Our J2EE web-based applications are based on MVC pattern. We have 4 layers: View, Application, Domain, Persistence Our web based applications take input - data and actions - from user and perform CRUD operations. The data flows thru these layers and ultimately goes into persistent data store, like RDBMS. In such applications, guarantee of data integrity is of prime importance. The data in data store must go from one stable state into other. RDBMS takes care of ACID properties. However, still data might be corrupted. Business rules comes into picture here. Consider an example: We have Event with StartDate and EndDate. Constraints: - StartDate must be a valid date - EndDate must be a valid date - StartDate <= EndDate - Both dates are mandatory input. Now when user enters the date thru web interface, he enters string literal, for example. String can be empty, white spaces, characters that does not represent date [e.g. "somedate"] Thus we see that data requires different types of validations: whether user has submitted mandatory data, is it valid data, the relationship of one data with other data, etc. We can have different requirements: 1) Responsiveness of application [client side validations] 2) Many user interfaces - Web-based GUI, web services, etc 3) We want to display human readable error messages to user 4) We would like to avoid threats like SQL Injection But in all cases data integrity cannot be part of requirement. It must be mandatory to all applications. With this understanding, - What is the most appropriate approach to validate the data? - Who is responsible for guarantying data integrity [one of the layers, more than one of the layers, RDBMS]? - Should it be centralized or spread across layers? - If it done in different layers, what validations should be done in various layers? - Will Design by Contract concepts help here? [Thus using Java Assertions to our advantage. e.g. Code snippet: assert (starDate != null); starDate = starDate.trim(); assert ("".equals(starDate) == false); . . . ] - Is domain layer most appropriate layer to implement data validations? - Business rules can also be implemented at RDBMS level, thru use of triggers, stored procs, etc. Is that better approach than doing it at domain layer. If done at RDBMS, wouldn't there be problem in extracting the root cause from the SQLException and showing more user friendly error message? Your views/comments are welcome.
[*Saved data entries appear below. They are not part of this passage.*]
//! CLI argument parsing and command definitions.

use clap::{Parser, Subcommand};
use std::path::PathBuf;

/// Shrink verbose command output with declarative filters
#[derive(Parser)]
#[command(
    name = "snip",
    version,
    about = "Shrink verbose command output with declarative filters",
    long_about = "Runs a command, rewrites its arguments and filters its output through \
                  a per-command pipeline so that AI coding agents spend fewer tokens reading it."
)]
pub struct Cli {
    #[command(subcommand)]
    pub command: Commands,

    /// Path to configuration file
    #[arg(long, short = 'c', global = true, env = "SNIP_CONFIG")]
    pub config: Option<PathBuf>,

    /// Enable debug logging
    #[arg(long, global = true)]
    pub debug: bool,

    /// Suppress non-essential output
    #[arg(long, short = 'q', global = true)]
    pub quiet: bool,
}

/// Available subcommands
#[derive(Subcommand)]
pub enum Commands {
    /// Run a command through its filter (alias: exec)
    #[command(alias = "exec")]
    Run {
        /// Command to execute, followed by its arguments
        #[arg(required = true, trailing_var_arg = true, allow_hyphen_values = true)]
        argv: Vec<String>,
    },
    /// Run a command without filtering
    Proxy {
        /// Command to execute, followed by its arguments
        #[arg(required = true, trailing_var_arg = true, allow_hyphen_values = true)]
        argv: Vec<String>,
    },
    /// Apply a named filter's pipeline to stdin or a file
    Apply {
        /// Filter name
        filter: String,
        /// Read input from this file instead of stdin
        #[arg(long, short = 'i')]
        input: Option<PathBuf>,
    },
    /// List loaded filters
    List,
    /// Validate configuration and filter definitions
    Check,
    /// Show the effective configuration
    Config,
    /// Generate default configuration file
    Init {
        /// Path where to create the configuration file
        #[arg(long, short = 'p')]
        path: Option<PathBuf>,
    },
    /// Display version information
    Version,
}

impl Commands {
    /// Commands that run the child with default settings when the
    /// configuration file cannot be loaded.
    pub fn tolerates_config_errors(&self) -> bool {
        matches!(self, Commands::Run { .. } | Commands::Proxy { .. })
    }
}
//! Domain layer containing core business logic.
//!
//! This module contains:
//! - The filter pipeline engine (definitions, registry, injector, actions)
//! - Error types
//! - Logger with rotation

mod error;
pub mod filter;
pub mod logger;

pub use filter::{FilterDefinition, OnError, Registry};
- Posted by: Sachin Raverkar
- Posted on: September 22 2006 01:19 EDT
- How you actually implement the MVC pattern by arijit dey on September 22 2006 04:16 EDT
- Re: What's most appropriate layer for data validations in MVC ap by Christopher Stach II on September 22 2006 09:45 EDT
- Re: What's most appropriate layer for data validations in MVC ap by vaheesan selvarajah on September 22 2006 17:38 EDT
- Re: What's most appropriate layer for data validations in MVC appl? by Srikanth Shreenivas on October 02 2006 14:04 EDT
All of them, with your View layer being optional as you have no control over it (at least not with a web app.) You can get away with removing some validation layers if you are the only caller (i.e., your input validations are in line with your DB schema and are guaranteed to work.) It's still smart to have them there, because mistakes will be made.
In my opinion , the level and kind of validation will vary upon the layer where it is present. However all layers should have validations. This is required because you not only want business rules to be protected but also security concerns. I suggest you comeup with a list of all validations that are Manadtory and nice to have. Give weights to the nice to have one and evaluate alternatives. Implement validations for Mandatory ones in all layers as this will have big impacts on your business. then simple validations like formating can be pushed to the front end and the business rules must be checked before any critical operations are performs...mostly in the middle tier. Finally the persistance/Domain level validations should be to hold the integrity. Overall you need validations at all layers. One quick advice.... NEVER EVER RELY ONLY ON JAVA SCRIPT VALIDATIONS. They can be easily broken using web proxies. Have backend validations too. Performance can be compromised when data integrity and security are crucial. Vaheesan Selvarajah WSAD and RAD Service and Support IBM Toronto Lab
Even though validations do spread across layers for various reasons, what we should try is to devise mechanisms to express them once and avoid having them duplicated at multiple layers. Fortunately, There has been some work done in this direction. For example take a look at Trails framework (http://www.trailsframework.org/). Following is the excerpt from the Trails website: Trails is a domain driven development framework in the spirit of Ruby on Rails or Naked Objects. The trails project aims to make Java enterprise application development radically simpler by allowing developers to focus on the domain model and having other portions dynamically generated. We will leverage existing technologies such as Spring, Tapestry, and Hibernate rather than reinventing the wheel.